«Gott würfelt
nicht!», bramó alguna vez Albert Einstein.
La frase, «¡Dios no juega a los dados!», dicha
no hace demasiado tiempo y por uno de los más grandes
científicos de la historia, demuestra que la existencia
del azar no es una idea fácil de aceptar. Sin embargo,
las teorías de la autoorganización le atribuyen
un papel fundamental, y por lo tanto, dan por bueno que lo aleatorio
existe.
La cuestión es, como se supondrá, proporcionar
una definición del azar que no sólo sea precisa,
sino que permita trabajar con ella. Una de las más sugestivas
fue introducida por el economista, matemático y filósofo
Antoine Cournot en el siglo pasado. Según la misma, el
azar es el encuentro de dos o más series causales independientes.

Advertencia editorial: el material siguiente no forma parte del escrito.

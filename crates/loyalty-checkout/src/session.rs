//! # Checkout Session
//!
//! Everything one user's storefront screen used to keep in local state, in
//! one value owned by the engine.
//!
//! ```text
//! ┌──────────────────────────────────────────┐
//! │  CheckoutSession                         │
//! │                                          │
//! │  cart            Cart (lines + limits)   │
//! │  applied_coupon  Option<Coupon>          │
//! │                  snapshot taken when the │
//! │                  code was accepted       │
//! └──────────────────────────────────────────┘
//! ```
//!
//! The coupon snapshot only drives the preview. A redemption re-checks the
//! code against a fresh coupon listing before committing.

use loyalty_core::coupon::calculate_discount;
use loyalty_core::{Cart, CartLimits, CartTotals, Coupon, Points};

#[derive(Debug, Clone, Default)]
pub struct CheckoutSession {
    pub cart: Cart,
    pub applied_coupon: Option<Coupon>,
}

impl CheckoutSession {
    pub fn new(limits: CartLimits) -> Self {
        CheckoutSession {
            cart: Cart::with_limits(limits),
            applied_coupon: None,
        }
    }

    /// Discount the applied coupon would grant on the current cart.
    pub fn discount_preview(&self) -> Points {
        self.applied_coupon
            .as_ref()
            .map(|coupon| calculate_discount(self.cart.subtotal(), &coupon.discount))
            .unwrap_or_else(Points::zero)
    }

    pub fn totals(&self) -> CartTotals {
        CartTotals::new(&self.cart, self.discount_preview())
    }

    pub fn applied_code(&self) -> Option<&str> {
        self.applied_coupon.as_ref().map(|c| c.code.as_str())
    }

    /// Empties cart and coupon after a committed redemption.
    pub fn reset(&mut self) {
        self.cart.clear();
        self.applied_coupon = None;
    }
}

#[cfg(test)]
mod tests {
    use super::*;
    use loyalty_core::Product;

    fn product(id: &str, price_points: i64) -> Product {
        Product {
            id: id.to_string(),
            name: id.to_string(),
            price_points,
            category: "Arepas".to_string(),
            description: None,
            image_ref: None,
        }
    }

    #[test]
    fn test_preview_without_coupon() {
        let mut session = CheckoutSession::new(CartLimits::default());
        session.cart.add_item(&product("a", 250), 2).unwrap();

        let totals = session.totals();
        assert_eq!(totals.subtotal_points, 500);
        assert_eq!(totals.discount_points, 0);
        assert_eq!(totals.total_points, 500);
    }

    #[test]
    fn test_preview_follows_cart_changes() {
        let mut session = CheckoutSession::new(CartLimits::default());
        session.applied_coupon = Some(Coupon::percent("PERCENT10", 10));
        session.cart.add_item(&product("a", 1000), 1).unwrap();
        assert_eq!(session.totals().total_points, 900);

        session.cart.add_item(&product("b", 5), 1).unwrap();
        // 10% of 1005 rounds half up to 101
        assert_eq!(session.discount_preview().value(), 101);
        assert_eq!(session.applied_code(), Some("PERCENT10"));
    }

    #[test]
    fn test_reset_clears_cart_and_coupon() {
        let mut session = CheckoutSession::new(CartLimits::default());
        session.applied_coupon = Some(Coupon::fixed("FIXED50", 50));
        session.cart.add_item(&product("a", 100), 1).unwrap();

        session.reset();
        assert!(session.cart.is_empty());
        assert!(session.applied_coupon.is_none());
    }
}
//! # Database Error Types
//!
//! ## Error Flow
//! ```text
//! ┌─────────────────────────────────────────────────────────────────────────┐
//! │                    Error Propagation                                    │
//! │                                                                         │
//! │  sqlx::Error / MigrateError / serde_json::Error                         │
//! │       │                                                                 │
//! │       ▼                                                                 │
//! │  DbError (this module)        repositories and the seed binary         │
//! │       │                                                                 │
//! │       ▼                                                                 │
//! │  StoreError (loyalty-core)    what the collaborator traits return      │
//! │       │                                                                 │
//! │       ▼                                                                 │
//! │  CheckoutError PERSISTENCE_FAILURE, generic text for the client         │
//! └─────────────────────────────────────────────────────────────────────────┘
//! ```

use loyalty_core::StoreError;
use thiserror::Error;

#[derive(Debug, Error)]
pub enum DbError {
    /// Unknown account on a balance read/write, unknown coupon on a usage increment.
    #[error("{entity} not found: {id}")]
    NotFound { entity: String, id: String },

    /// Duplicate coupon code, email or purchase id.
    #[error("Duplicate value for {constraint}")]
    UniqueViolation { constraint: String },

    /// A CHECK constraint (negative balance, percent outside 1..=100) or a
    /// validator refused the row.
    #[error("Constraint violated: {0}")]
    ConstraintViolation(String),

    /// SQLITE_BUSY outlasted the busy timeout.
    #[error("Database is locked by another writer")]
    Locked,

    #[error("Connection failed: {0}")]
    ConnectionFailed(String),

    #[error("Migration failed: {0}")]
    MigrationFailed(String),

    #[error("Query failed: {0}")]
    QueryFailed(String),

    /// A stored row could not be turned back into a domain value.
    #[error("Corrupt row: {0}")]
    Decode(String),

    #[error("Timed out waiting for a pooled connection")]
    PoolExhausted,

    #[error("Internal database error: {0}")]
    Internal(String),
}

impl DbError {
    pub fn not_found(entity: impl Into<String>, id: impl Into<String>) -> Self {
        DbError::NotFound {
            entity: entity.into(),
            id: id.into(),
        }
    }
}

/// SQLite reports constraint failures as text:
/// `UNIQUE constraint failed: coupons.code`, `CHECK constraint failed: points >= 0`.
impl From<sqlx::Error> for DbError {
    fn from(err: sqlx::Error) -> Self {
        match err {
            sqlx::Error::RowNotFound => DbError::not_found("Row", "unknown"),

            sqlx::Error::Database(db_err) => {
                let msg = db_err.message();
                if let Some(constraint) = msg.strip_prefix("UNIQUE constraint failed: ") {
                    DbError::UniqueViolation {
                        constraint: constraint.to_string(),
                    }
                } else if msg.starts_with("CHECK constraint failed") {
                    DbError::ConstraintViolation(msg.to_string())
                } else if msg.contains("database is locked") {
                    DbError::Locked
                } else {
                    DbError::QueryFailed(msg.to_string())
                }
            }

            sqlx::Error::ColumnDecode { .. } | sqlx::Error::Decode(_) => {
                DbError::Decode(err.to_string())
            }

            sqlx::Error::PoolTimedOut => DbError::PoolExhausted,

            sqlx::Error::PoolClosed => DbError::ConnectionFailed("pool is closed".to_string()),

            _ => DbError::Internal(err.to_string()),
        }
    }
}

impl From<sqlx::migrate::MigrateError> for DbError {
    fn from(err: sqlx::migrate::MigrateError) -> Self {
        DbError::MigrationFailed(err.to_string())
    }
}

/// Line items and card receipts are stored as JSON.
impl From<serde_json::Error> for DbError {
    fn from(err: serde_json::Error) -> Self {
        DbError::Decode(err.to_string())
    }
}

impl From<DbError> for StoreError {
    fn from(err: DbError) -> Self {
        match err {
            DbError::NotFound { entity, id } => StoreError::NotFound { entity, id },
            DbError::Decode(msg) => StoreError::Corrupt(msg),
            other => StoreError::Unavailable(other.to_string()),
        }
    }
}

pub type DbResult<T> = Result<T, DbError>;

#[cfg(test)]
mod tests {
    use super::*;

    #[test]
    fn test_db_error_maps_to_store_error() {
        let store: StoreError = DbError::not_found("Account", "u-1").into();
        assert!(matches!(store, StoreError::NotFound { .. }));

        let store: StoreError = DbError::Decode("bad json".into()).into();
        assert!(matches!(store, StoreError::Corrupt(_)));

        let store: StoreError = DbError::Locked.into();
        assert!(matches!(store, StoreError::Unavailable(msg) if msg.contains("locked")));
    }

    #[test]
    fn test_row_not_found_is_not_found() {
        let err: DbError = sqlx::Error::RowNotFound.into();
        assert!(matches!(err, DbError::NotFound { .. }));
    }

    #[test]
    fn test_bad_json_is_decode() {
        let err: DbError = serde_json::from_str::<Vec<i64>>("[1,").unwrap_err().into();
        assert!(matches!(err, DbError::Decode(_)));
    }
}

La independencia se refiere a que los sucesos de cada una
de las series están causalmente conectados entre sí,
pero
no influyen en los sucesos de la otra.
La ilustración clásica de este concepto es la de
la teja que cae del techo sobre la cabeza de un paseante: la
caída de la teja sigue una causalidad perfectamente determinista
que puede eventualmente reconstruirse (la falta de mantenimiento
la ha aflojado, un golpe de viento termina de desprenderla, etcétera);
lo mismo ocurre con el hecho de
que el paseante caminase bajo el techo (es, por ejemplo, su camino
habitual cuando sale a pasear al perro, o el recorrido más
corto para dirigirse a su trabajo). Pero nada imponía
que la teja se despegase justo en el momento en que el individuo
pasaba: si bien los encadenamientos parciales son inteligibles
y su encuentro es también comprensible, la sincronización
entre ellos, en cambio, no puede ser interpretada como el producto
de un determinismo riguroso.
Otra definición lógicamente impecable del azar
puede encontrarse en el libro Ideas sobre la complejidad del
mundo, de Jorge Wagensberg. Para esta definición,
que Wagensberg califica de «formal», pueden considerarse
las dos series siguientes de dígitos binarios:
101010101010101010
110000100111010110
La primera de ellas puede ser especificada mediante un algoritmo
sencillo: «escríbase 10 nueve veces», y ello
es posible porque puede detectarse en esa serie una regularidad.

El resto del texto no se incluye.